Connect with us
Anglostratits

Business

Back in Nairobi for 2023: Celebrating the 20th edition of East Africa Com

Published

on

East Africa Com

The event will once again reunite the region’s tech leaders, telecom c-suite executives, promising start-up founders as well as senior regulators and government officials

NAIROBI, Kenya, April 5, 2023/APO Group/ — 

East Africa’s premier technology, telecommunication, media, and broadcasting event will return to Nairobi on 25-26 April after a three-year digital hiatus. Celebrating its 20th anniversary, the event will once again reunite the region’s tech leaders, telecom c-suite executives, promising start-up founders as well as senior regulators and government officials as over 50 industry heavyweights from Safaricom, Telkom Kenya, Kenya’s Ministry of ICT, Innovation and Youth Affairs, Djibouti Telecom, Google, Microsoft, Airtel, and more take to the event’s stage to impart their wisdom.

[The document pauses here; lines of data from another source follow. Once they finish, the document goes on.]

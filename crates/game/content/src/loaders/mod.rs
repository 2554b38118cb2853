//! Content loaders for reading item data from files.
//!
//! This module provides loaders that convert RON/TOML files into catalogs,
//! host configuration, and data-driven mods.

pub mod config;
pub mod data_mod;
pub mod factory;
pub mod item;

pub use config::ConfigLoader;
pub use data_mod::DataMod;
pub use factory::ContentFactory;
pub use item::{ItemCatalog, ItemLoader};

use std::path::Path;

/// Common result type for loaders.
pub type LoadResult<T> = anyhow::Result<T>;

/// Helper function to read file contents.
pub(crate) fn read_file(path: &Path) -> LoadResult<String> {
    std::fs::read_to_string(path)
        .map_err(|e| anyhow::anyhow!("Failed to read file {}: {}", path.display(), e))
}
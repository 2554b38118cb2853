/// Packed 32-bit surface color in `0xRRGGBBAA` order.
#[derive(Clone, Copy, Debug, PartialEq, Eq, Hash)]
#[cfg_attr(feature = "serde", derive(serde::Serialize, serde::Deserialize))]
#[cfg_attr(feature = "serde", serde(transparent))]
pub struct Rgba(pub u32);

impl Rgba {
    pub const fn new(packed: u32) -> Self {
        Self(packed)
    }

    pub const fn from_channels(r: u8, g: u8, b: u8, a: u8) -> Self {
        Self(((r as u32) << 24) | ((g as u32) << 16) | ((b as u32) << 8) | a as u32)
    }

    #[inline]
    pub const fn r(self) -> u8 {
        (self.0 >> 24) as u8
    }

    #[inline]
    pub const fn g(self) -> u8 {
        ((self.0 >> 16) & 0xff) as u8
    }

    #[inline]
    pub const fn b(self) -> u8 {
        ((self.0 >> 8) & 0xff) as u8
    }

    #[inline]
    pub const fn a(self) -> u8 {
        (self.0 & 0xff) as u8
    }

    pub const fn packed(self) -> u32 {
        self.0
    }
}

impl From<u32> for Rgba {
    fn from(packed: u32) -> Self {
        Self(packed)
    }
}

impl core::fmt::Display for Rgba {
    fn fmt(&self, f: &mut core::fmt::Formatter<'_>) -> core::fmt::Result {
        write!(f, "#{:08x}", self.0)
    }
}
//! Item content and loaders.
//!
//! This crate houses the built-in item catalog and loaders for data files:
//! - The `base` mod (raw resources, refined materials, components)
//! - Item catalogs (data-driven via RON)
//! - Host configuration (data-driven via TOML)
//!
//! Content never touches a registry directly; everything is submitted
//! through the [`factory_core::ItemRegistry`] the host passes in.

pub mod base;

#[cfg(feature = "loaders")]
pub mod loaders;

pub use base::BaseMod;

#[cfg(feature = "loaders")]
pub use loaders::{ConfigLoader, ContentFactory, DataMod, ItemLoader};
use super::Rgba;
use crate::error::ValidationError;

/// Per-axis vector used for part scale and offset.
#[derive(Clone, Copy, Debug, PartialEq)]
#[cfg_attr(feature = "serde", derive(serde::Serialize, serde::Deserialize))]
pub struct Vec3 {
    pub x: f32,
    pub y: f32,
    pub z: f32,
}

impl Vec3 {
    pub const ZERO: Self = Self::splat(0.0);
    pub const ONE: Self = Self::splat(1.0);

    pub const fn new(x: f32, y: f32, z: f32) -> Self {
        Self { x, y, z }
    }

    /// Same value on every axis.
    pub const fn splat(v: f32) -> Self {
        Self { x: v, y: v, z: v }
    }

    pub const fn to_array(self) -> [f32; 3] {
        [self.x, self.y, self.z]
    }

    pub fn is_finite(self) -> bool {
        self.x.is_finite() && self.y.is_finite() && self.z.is_finite()
    }
}

impl From<[f32; 3]> for Vec3 {
    fn from([x, y, z]: [f32; 3]) -> Self {
        Self { x, y, z }
    }
}

/// One visual/physical piece of an item.
///
/// Parts are assembled in list order; multi-part items use `translate` to
/// position pieces relative to each other.
#[derive(Clone, Debug, PartialEq)]
#[cfg_attr(feature = "serde", derive(serde::Serialize, serde::Deserialize))]
pub struct PartDefinition {
    /// High-detail mesh asset path.
    pub hd_stl: String,

    /// Low-detail mesh asset path. The host falls back to `hd_stl` at
    /// distance when absent.
    #[cfg_attr(
        feature = "serde",
        serde(default, skip_serializing_if = "Option::is_none")
    )]
    pub ld_stl: Option<String>,

    pub paint: Rgba,

    #[cfg_attr(
        feature = "serde",
        serde(default, skip_serializing_if = "Option::is_none")
    )]
    pub gloss: Option<f32>,

    #[cfg_attr(
        feature = "serde",
        serde(default, skip_serializing_if = "Option::is_none")
    )]
    pub scale: Option<Vec3>,

    #[cfg_attr(
        feature = "serde",
        serde(default, skip_serializing_if = "Option::is_none")
    )]
    pub translate: Option<Vec3>,
}

impl PartDefinition {
    pub fn new(hd_stl: impl Into<String>, paint: Rgba) -> Self {
        Self {
            hd_stl: hd_stl.into(),
            ld_stl: None,
            paint,
            gloss: None,
            scale: None,
            translate: None,
        }
    }

    /// Attaches a low-detail mesh (builder pattern).
    #[must_use]
    pub fn with_ld(mut self, ld_stl: impl Into<String>) -> Self {
        self.ld_stl = Some(ld_stl.into());
        self
    }

    #[must_use]
    pub fn with_gloss(mut self, gloss: f32) -> Self {
        self.gloss = Some(gloss);
        self
    }

    #[must_use]
    pub fn with_scale(mut self, scale: Vec3) -> Self {
        self.scale = Some(scale);
        self
    }

    #[must_use]
    pub fn with_translate(mut self, translate: Vec3) -> Self {
        self.translate = Some(translate);
        self
    }

    /// Scale with the `[1,1,1]` default applied.
    pub fn scale_or_default(&self) -> Vec3 {
        self.scale.unwrap_or(Vec3::ONE)
    }

    /// Offset with the `[0,0,0]` default applied.
    pub fn translate_or_default(&self) -> Vec3 {
        self.translate.unwrap_or(Vec3::ZERO)
    }

    /// Mesh used at distance.
    pub fn ld_or_hd(&self) -> &str {
        self.ld_stl.as_deref().unwrap_or(&self.hd_stl)
    }

    /// Every mesh path this part references, high-detail first.
    pub fn mesh_paths(&self) -> impl Iterator<Item = &str> {
        core::iter::once(self.hd_stl.as_str()).chain(self.ld_stl.as_deref())
    }

    /// Checks this part as the `index`-th part of `item`.
    pub fn validate(&self, item: &str, index: usize) -> Result<(), ValidationError> {
        if self.mesh_paths().any(str::is_empty) {
            return Err(ValidationError::EmptyMeshPath {
                item: item.to_owned(),
                part: index,
            });
        }

        if let Some(gloss) = self.gloss {
            if !(gloss.is_finite() && gloss >= 0.0) {
                return Err(ValidationError::InvalidGloss {
                    item: item.to_owned(),
                    part: index,
                    gloss,
                });
            }
        }

        let vectors = [("scale", self.scale), ("translate", self.translate)];
        for (field, vector) in vectors {
            if vector.is_some_and(|v| !v.is_finite()) {
                return Err(ValidationError::NonFiniteVector {
                    item: item.to_owned(),
                    part: index,
                    field,
                });
            }
        }

        Ok(())
    }
}

#[cfg(test)]
mod tests {
    use super::*;

    fn sheet() -> PartDefinition {
        PartDefinition::new("models/sheet-hd.stl", Rgba(0xB0C4DEff))
            .with_ld("models/sheet-ld.stl")
            .with_gloss(16.0)
    }

    #[test]
    fn defaults_apply_when_unset() {
        let part = sheet();
        assert_eq!(part.scale_or_default(), Vec3::ONE);
        assert_eq!(part.translate_or_default(), Vec3::ZERO);
    }

    #[test]
    fn low_detail_falls_back_to_high_detail() {
        let part = PartDefinition::new("models/coal.stl", Rgba(0x444444ff));
        assert_eq!(part.ld_or_hd(), "models/coal.stl");
        assert_eq!(sheet().ld_or_hd(), "models/sheet-ld.stl");
        assert_eq!(
            sheet().mesh_paths().collect::<Vec<_>>(),
            vec!["models/sheet-hd.stl", "models/sheet-ld.stl"]
        );
    }

    #[test]
    fn negative_gloss_is_rejected() {
        let part = sheet().with_gloss(-0.5);
        assert!(matches!(
            part.validate("steel-sheet", 0),
            Err(ValidationError::InvalidGloss { part: 0, .. })
        ));
    }

    #[test]
    fn non_finite_translate_is_rejected() {
        let part = sheet().with_translate(Vec3::new(0.0, f32::NAN, 0.0));
        assert_eq!(
            part.validate("steel-sheet", 2),
            Err(ValidationError::NonFiniteVector {
                item: "steel-sheet".into(),
                part: 2,
                field: "translate",
            })
        );
    }

    #[test]
    fn empty_ld_path_is_rejected() {
        let part = sheet().with_ld("");
        assert!(matches!(
            part.validate("steel-sheet", 0),
            Err(ValidationError::EmptyMeshPath { .. })
        ));
    }
}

As one of the continent’s tech powerhouses where the pace of new technologies adoption such as 5G remains high, East Africa, as it continues its digital transformation journey, offers exciting opportunities which will be analysed in the event’s programme, alongside barriers that need to be overcome to unlock the region’s full tech potential.

East Africa Com will delve into a great variety of highly time-sensitive topics. From exploring topics around the 4IR and how East African can lead in an era of economic disruption to combatting cyber-attacks threats, or the next phase in the region’s fintech revolution and the war for talent, East Africa Com will present a rich and diverse agenda.

“In a sector as dynamic as tech, in a region as diverse as East Africa, we want to showcase and celebrate the incredible pace of innovation as well as the resilience of the region’s tech sector” explains Ciara McDonald Heffernan, Event Director for East Africa Com. “Our ambition is clear: We are committed to building a programme that will help educate the industry on some of the exciting projects and play a key role in facilitating strong partnerships across the region.”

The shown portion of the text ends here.